Distinguished professor dan endowed professor adalah gelar prestisius dan tertinggi sebagai pengakuan atas prestasi dan pencapaian seorang akademisi di perguruan tinggi AS.
Perjalanan Teruna Siahaan: Dari Medan ke Kansas
Lahir di Medan, Sumatra Utara, perjalanan Prof Teruna Siahaan untuk menjadi akademisi terkemuka di Amerika Serikat ditandai oleh kegigihan, kemampuan beradaptasi, dan komitmen pada keunggulan. Dia menempuh pendidikan dasar di Sekolah Methodis, dan pendidikan menengahnya di SMP dan SMA St. Thomas, semuanya di Medan. Tahun-tahun formatif ini meletakkan dasar bagi minatnya dalam bidang kimia, yang kemudian ditekuninya ketika melanjutkan studi perguruan tinggi di Universitas Indonesia (UI) di Jakarta.

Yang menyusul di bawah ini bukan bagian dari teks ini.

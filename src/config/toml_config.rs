use crate::core::ConfigProvider;
use crate::utils::error::{DescriberError, Result};
use crate::utils::validation::{validate_aws_region, validate_path, Validate};
use serde::{Deserialize, Serialize};
use std::path::Path;

#[derive(Debug, Clone, Default, Serialize, Deserialize)]
pub struct TomlConfig {
    #[serde(default)]
    pub cluster: ClusterSection,
    #[serde(default)]
    pub aws: AwsSection,
    #[serde(default)]
    pub output: OutputSection,
}

#[derive(Debug, Clone, Default, Serialize, Deserialize)]
pub struct ClusterSection {
    pub region: Option<String>,
    pub name: Option<String>,
}

#[derive(Debug, Clone, Default, Serialize, Deserialize)]
pub struct AwsSection {
    pub endpoint_url: Option<String>,
    pub profile: Option<String>,
    pub max_attempts: Option<u32>,
}

#[derive(Debug, Clone, Serialize, Deserialize)]
pub struct OutputSection {
    pub path: Option<String>,
    #[serde(default = "default_pretty")]
    pub pretty: bool,
    #[serde(default)]
    pub allow_empty_cluster: bool,
}

fn default_pretty() -> bool {
    true
}

impl Default for OutputSection {
    fn default() -> Self {
        Self {
            path: None,
            pretty: default_pretty(),
            allow_empty_cluster: false,
        }
    }
}

impl TomlConfig {
    pub fn from_file<P: AsRef<Path>>(path: P) -> Result<Self> {
        let content = std::fs::read_to_string(&path).map_err(DescriberError::IoError)?;
        Self::from_toml_str(&content)
    }

    pub fn from_toml_str(content: &str) -> Result<Self> {
        let processed_content = Self::substitute_env_vars(content)?;

        toml::from_str(&processed_content).map_err(|e| DescriberError::InvalidConfigValueError {
            field: "toml".to_string(),
            value: String::new(),
            reason: format!("TOML parsing error: {}", e),
        })
    }

    /// Replaces `${VAR}` with the variable's value. Unset variables are left
    /// as written.
    fn substitute_env_vars(content: &str) -> Result<String> {
        use regex::Regex;
        let re = Regex::new(r"\$\{([^}]+)\}").map_err(|e| DescriberError::config(e.to_string()))?;

        let result = re.replace_all(content, |caps: &regex::Captures| {
            let var_name = &caps[1];
            std::env::var(var_name).unwrap_or_else(|_| format!("${{{}}}", var_name))
        });

        Ok(result.to_string())
    }
}

impl ConfigProvider for TomlConfig {
    fn region(&self) -> &str {
        self.cluster.region.as_deref().unwrap_or_default()
    }

    fn cluster_name(&self) -> &str {
        self.cluster.name.as_deref().unwrap_or_default()
    }

    fn endpoint_url(&self) -> Option<&str> {
        self.aws.endpoint_url.as_deref()
    }

    fn profile(&self) -> Option<&str> {
        self.aws.profile.as_deref()
    }

    fn max_attempts(&self) -> Option<u32> {
        self.aws.max_attempts
    }

    fn allow_empty_cluster(&self) -> bool {
        self.output.allow_empty_cluster
    }
}

impl Validate for TomlConfig {
    fn validate(&self) -> Result<()> {
        if let Some(region) = &self.cluster.region {
            validate_aws_region("cluster.region", region)?;
        }
        super::validate_ecs_settings(self.aws.endpoint_url.as_deref(), self.aws.max_attempts)?;
        if let Some(path) = &self.output.path {
            validate_path("output.path", path)?;
        }
        Ok(())
    }
}
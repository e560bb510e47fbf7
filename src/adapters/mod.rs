// Concrete implementations for external systems: the ECS API and output sinks.

pub mod ecs;
pub mod output;
mod wire;
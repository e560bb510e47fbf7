//! JSON renderings of ECS SDK shapes that have no `Serialize` impl.
//!
//! Keys use the ECS wire names. Absent values and empty lists are omitted,
//! which is what the service itself does.

use crate::domain::model::ExtraFields;
use aws_sdk_ecs::primitives::DateTime as SmithyDateTime;
use aws_sdk_ecs::types::{
    Attachment, Attribute, CapacityProviderStrategyItem, ContainerOverride, Deployment,
    DeploymentConfiguration, DeploymentController, EphemeralStorage, InferenceAccelerator,
    InferenceAcceleratorOverride, KeyValuePair, LoadBalancer, ManagedAgent, NetworkBinding,
    NetworkConfiguration, NetworkInterface, PlacementConstraint, PlacementStrategy,
    ServiceEvent, ServiceRegistry, Tag, TaskEphemeralStorage, TaskOverride, TaskSet,
};
use chrono::{DateTime, SecondsFormat, Utc};
use serde_json::Value;

/// Builder for a JSON object that skips absent fields.
#[derive(Debug, Default)]
pub(crate) struct JsonObject(ExtraFields);

impl JsonObject {
    pub(crate) fn new() -> Self {
        Self::default()
    }

    pub(crate) fn with(mut self, key: &str, value: impl Into<Value>) -> Self {
        self.0.insert(key.to_string(), value.into());
        self
    }

    pub(crate) fn opt(self, key: &str, value: Option<impl Into<Value>>) -> Self {
        match value {
            Some(value) => self.with(key, value),
            None => self,
        }
    }

    pub(crate) fn time(self, key: &str, value: Option<SmithyDateTime>) -> Self {
        self.opt(key, timestamp(value).map(rfc3339))
    }

    pub(crate) fn list<T>(self, key: &str, items: Option<Vec<T>>, render: fn(T) -> Value) -> Self {
        match items.filter(|items| !items.is_empty()) {
            Some(items) => self.with(key, items.into_iter().map(render).collect::<Vec<_>>()),
            None => self,
        }
    }

    pub(crate) fn object<T>(self, key: &str, value: Option<T>, render: fn(T) -> Value) -> Self {
        self.opt(key, value.map(render))
    }

    pub(crate) fn into_fields(self) -> ExtraFields {
        self.0
    }

    fn build(self) -> Value {
        Value::Object(self.0)
    }
}

pub(crate) fn timestamp(value: Option<SmithyDateTime>) -> Option<DateTime<Utc>> {
    value.and_then(|dt| DateTime::<Utc>::from_timestamp(dt.secs(), dt.subsec_nanos()))
}

/// Same format chrono's serde impl uses for the modelled timestamps.
fn rfc3339(value: DateTime<Utc>) -> String {
    value.to_rfc3339_opts(SecondsFormat::AutoSi, true)
}

pub(crate) fn tag(tag: Tag) -> Value {
    JsonObject::new()
        .opt("key", tag.key)
        .opt("value", tag.value)
        .build()
}

fn key_value(pair: KeyValuePair) -> Value {
    JsonObject::new()
        .opt("name", pair.name)
        .opt("value", pair.value)
        .build()
}

pub(crate) fn attachment(attachment: Attachment) -> Value {
    JsonObject::new()
        .opt("id", attachment.id)
        .opt("type", attachment.r#type)
        .opt("status", attachment.status)
        .list("details", attachment.details, key_value)
        .build()
}

pub(crate) fn attribute(attribute: Attribute) -> Value {
    JsonObject::new()
        .with("name", attribute.name)
        .opt("value", attribute.value)
        .opt("targetType", attribute.target_type.as_ref().map(|t| t.as_str()))
        .opt("targetId", attribute.target_id)
        .build()
}

pub(crate) fn inference_accelerator(accelerator: InferenceAccelerator) -> Value {
    JsonObject::new()
        .with("deviceName", accelerator.device_name)
        .with("deviceType", accelerator.device_type)
        .build()
}

fn inference_accelerator_override(accelerator: InferenceAcceleratorOverride) -> Value {
    JsonObject::new()
        .opt("deviceName", accelerator.device_name)
        .opt("deviceType", accelerator.device_type)
        .build()
}

pub(crate) fn ephemeral_storage(storage: EphemeralStorage) -> Value {
    JsonObject::new().with("sizeInGiB", storage.size_in_gib).build()
}

pub(crate) fn task_ephemeral_storage(storage: TaskEphemeralStorage) -> Value {
    JsonObject::new()
        .with("sizeInGiB", storage.size_in_gib)
        .opt("kmsKeyId", storage.kms_key_id)
        .build()
}

fn container_override(container: ContainerOverride) -> Value {
    let environment_files = container.environment_files.map(|files| {
        files
            .into_iter()
            .map(|file| {
                JsonObject::new()
                    .with("value", file.value)
                    .with("type", file.r#type.as_str())
                    .build()
            })
            .collect::<Vec<_>>()
    });
    let resource_requirements = container.resource_requirements.map(|requirements| {
        requirements
            .into_iter()
            .map(|requirement| {
                JsonObject::new()
                    .with("value", requirement.value)
                    .with("type", requirement.r#type.as_str())
                    .build()
            })
            .collect::<Vec<_>>()
    });

    JsonObject::new()
        .opt("name", container.name)
        .opt("command", container.command)
        .list("environment", container.environment, key_value)
        .opt("environmentFiles", environment_files.filter(|f| !f.is_empty()))
        .opt("cpu", container.cpu)
        .opt("memory", container.memory)
        .opt("memoryReservation", container.memory_reservation)
        .opt(
            "resourceRequirements",
            resource_requirements.filter(|r| !r.is_empty()),
        )
        .build()
}

pub(crate) fn task_override(overrides: TaskOverride) -> Value {
    JsonObject::new()
        .list("containerOverrides", overrides.container_overrides, container_override)
        .opt("cpu", overrides.cpu)
        .list(
            "inferenceAcceleratorOverrides",
            overrides.inference_accelerator_overrides,
            inference_accelerator_override,
        )
        .opt("executionRoleArn", overrides.execution_role_arn)
        .opt("memory", overrides.memory)
        .opt("taskRoleArn", overrides.task_role_arn)
        .object("ephemeralStorage", overrides.ephemeral_storage, ephemeral_storage)
        .build()
}

pub(crate) fn network_binding(binding: NetworkBinding) -> Value {
    JsonObject::new()
        .opt("bindIP", binding.bind_ip)
        .opt("containerPort", binding.container_port)
        .opt("hostPort", binding.host_port)
        .opt("protocol", binding.protocol.as_ref().map(|p| p.as_str()))
        .opt("containerPortRange", binding.container_port_range)
        .opt("hostPortRange", binding.host_port_range)
        .build()
}

pub(crate) fn network_interface(interface: NetworkInterface) -> Value {
    JsonObject::new()
        .opt("attachmentId", interface.attachment_id)
        .opt("privateIpv4Address", interface.private_ipv4_address)
        .opt("ipv6Address", interface.ipv6_address)
        .build()
}

pub(crate) fn managed_agent(agent: ManagedAgent) -> Value {
    JsonObject::new()
        .time("lastStartedAt", agent.last_started_at)
        .opt("name", agent.name.as_ref().map(|n| n.as_str()))
        .opt("reason", agent.reason)
        .opt("lastStatus", agent.last_status)
        .build()
}

pub(crate) fn load_balancer(balancer: LoadBalancer) -> Value {
    JsonObject::new()
        .opt("targetGroupArn", balancer.target_group_arn)
        .opt("loadBalancerName", balancer.load_balancer_name)
        .opt("containerName", balancer.container_name)
        .opt("containerPort", balancer.container_port)
        .build()
}

pub(crate) fn service_registry(registry: ServiceRegistry) -> Value {
    JsonObject::new()
        .opt("registryArn", registry.registry_arn)
        .opt("port", registry.port)
        .opt("containerName", registry.container_name)
        .opt("containerPort", registry.container_port)
        .build()
}

pub(crate) fn capacity_provider_strategy_item(item: CapacityProviderStrategyItem) -> Value {
    JsonObject::new()
        .with("capacityProvider", item.capacity_provider)
        .with("weight", item.weight)
        .with("base", item.base)
        .build()
}

pub(crate) fn network_configuration(config: NetworkConfiguration) -> Value {
    let awsvpc = config.awsvpc_configuration.map(|vpc| {
        JsonObject::new()
            .with("subnets", vpc.subnets)
            .opt("securityGroups", vpc.security_groups)
            .opt("assignPublicIp", vpc.assign_public_ip.as_ref().map(|a| a.as_str()))
            .build()
    });
    JsonObject::new().opt("awsvpcConfiguration", awsvpc).build()
}

pub(crate) fn deployment_configuration(config: DeploymentConfiguration) -> Value {
    let circuit_breaker = config.deployment_circuit_breaker.map(|breaker| {
        JsonObject::new()
            .with("enable", breaker.enable)
            .with("rollback", breaker.rollback)
            .build()
    });
    JsonObject::new()
        .opt("deploymentCircuitBreaker", circuit_breaker)
        .opt("maximumPercent", config.maximum_percent)
        .opt("minimumHealthyPercent", config.minimum_healthy_percent)
        .build()
}

pub(crate) fn deployment_controller(controller: DeploymentController) -> Value {
    JsonObject::new()
        .with("type", controller.r#type.as_str())
        .build()
}

pub(crate) fn deployment(deployment: Deployment) -> Value {
    JsonObject::new()
        .opt("id", deployment.id)
        .opt("status", deployment.status)
        .opt("taskDefinition", deployment.task_definition)
        .with("desiredCount", deployment.desired_count)
        .with("pendingCount", deployment.pending_count)
        .with("runningCount", deployment.running_count)
        .with("failedTasks", deployment.failed_tasks)
        .time("createdAt", deployment.created_at)
        .time("updatedAt", deployment.updated_at)
        .list(
            "capacityProviderStrategy",
            deployment.capacity_provider_strategy,
            capacity_provider_strategy_item,
        )
        .opt("launchType", deployment.launch_type.as_ref().map(|l| l.as_str()))
        .opt("platformVersion", deployment.platform_version)
        .opt("platformFamily", deployment.platform_family)
        .object(
            "networkConfiguration",
            deployment.network_configuration,
            network_configuration,
        )
        .opt("rolloutState", deployment.rollout_state.as_ref().map(|r| r.as_str()))
        .opt("rolloutStateReason", deployment.rollout_state_reason)
        .build()
}

pub(crate) fn task_set(task_set: TaskSet) -> Value {
    JsonObject::new()
        .opt("id", task_set.id)
        .opt("taskSetArn", task_set.task_set_arn)
        .opt("serviceArn", task_set.service_arn)
        .opt("clusterArn", task_set.cluster_arn)
        .opt("startedBy", task_set.started_by)
        .opt("externalId", task_set.external_id)
        .opt("status", task_set.status)
        .opt("taskDefinition", task_set.task_definition)
        .with("computedDesiredCount", task_set.computed_desired_count)
        .with("pendingCount", task_set.pending_count)
        .with("runningCount", task_set.running_count)
        .time("createdAt", task_set.created_at)
        .time("updatedAt", task_set.updated_at)
        .opt("launchType", task_set.launch_type.as_ref().map(|l| l.as_str()))
        .opt("platformVersion", task_set.platform_version)
        .list("loadBalancers", task_set.load_balancers, load_balancer)
        .opt(
            "stabilityStatus",
            task_set.stability_status.as_ref().map(|s| s.as_str()),
        )
        .time("stabilityStatusAt", task_set.stability_status_at)
        .build()
}

pub(crate) fn service_event(event: ServiceEvent) -> Value {
    JsonObject::new()
        .opt("id", event.id)
        .time("createdAt", event.created_at)
        .opt("message", event.message)
        .build()
}

pub(crate) fn placement_constraint(constraint: PlacementConstraint) -> Value {
    JsonObject::new()
        .opt("type", constraint.r#type.as_ref().map(|t| t.as_str()))
        .opt("expression", constraint.expression)
        .build()
}

pub(crate) fn placement_strategy(strategy: PlacementStrategy) -> Value {
    JsonObject::new()
        .opt("type", strategy.r#type.as_ref().map(|t| t.as_str()))
        .opt("field", strategy.field)
        .build()
}

#[cfg(test)]
mod tests {
    use super::*;
    use aws_sdk_ecs::types::{AssignPublicIp, AwsVpcConfiguration, TransportProtocol};

    #[test]
    fn test_absent_fields_and_empty_lists_are_omitted() {
        let value = attachment(Attachment::builder().id("eni-attach-1").build());
        assert_eq!(value, serde_json::json!({ "id": "eni-attach-1" }));
    }

    #[test]
    fn test_wire_names_are_kept() {
        let binding = network_binding(
            NetworkBinding::builder()
                .bind_ip("0.0.0.0")
                .container_port(8080)
                .protocol(TransportProtocol::Tcp)
                .build(),
        );
        assert_eq!(binding["bindIP"], "0.0.0.0");
        assert_eq!(binding["containerPort"], 8080);
        assert_eq!(binding["protocol"], "tcp");

        let storage = ephemeral_storage(EphemeralStorage::builder().size_in_gib(30).build());
        assert_eq!(storage["sizeInGiB"], 30);
    }

    #[test]
    fn test_nested_network_configuration() {
        let vpc = AwsVpcConfiguration::builder()
            .subnets("subnet-1")
            .assign_public_ip(AssignPublicIp::Disabled)
            .build()
            .unwrap();
        let value = network_configuration(
            NetworkConfiguration::builder()
                .awsvpc_configuration(vpc)
                .build(),
        );
        assert_eq!(value["awsvpcConfiguration"]["subnets"][0], "subnet-1");
        assert_eq!(value["awsvpcConfiguration"]["assignPublicIp"], "DISABLED");
    }

    #[test]
    fn test_timestamps_render_as_rfc3339() {
        let event = service_event(
            ServiceEvent::builder()
                .id("e1")
                .created_at(SmithyDateTime::from_secs(1_714_564_800))
                .message("has reached a steady state.")
                .build(),
        );
        assert_eq!(event["createdAt"], "2024-05-01T12:00:00Z");
    }
}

Teruna mengatakan, pada 1981 selama masa kuliahnya di UI, momen penting terjadi pada dirinya. Ketika itu dia bertemu dan diwawancarai oleh Prof George Wilson dari Universitas Arizona (U of A) yang mengunjungi Universitas Indonesia.
Bagaikan pepatah “pucuk dicinta ulam tiba,” Prof Wilson ternyata terkesan oleh potensi Teruna dan kemudian merekrutnya sebagai calon mahasiswa pascasarjana, sekaligus menjadi asisten dosen di Jurusan Kimia U of A, mulai musim gugur 1982. Kesempatan itu menandai awal karier akademisnya di Amerika Serikat. Dia menyelesaikan gelar PhD bidang kimia dalam waktu empat tahun, sebuah prestasi mengesankan yang menunjukkan dedikasi dan kemampuannya untuk beradaptasi dengan tuntutan pendidikan tinggi Amerika yang sangat ketat.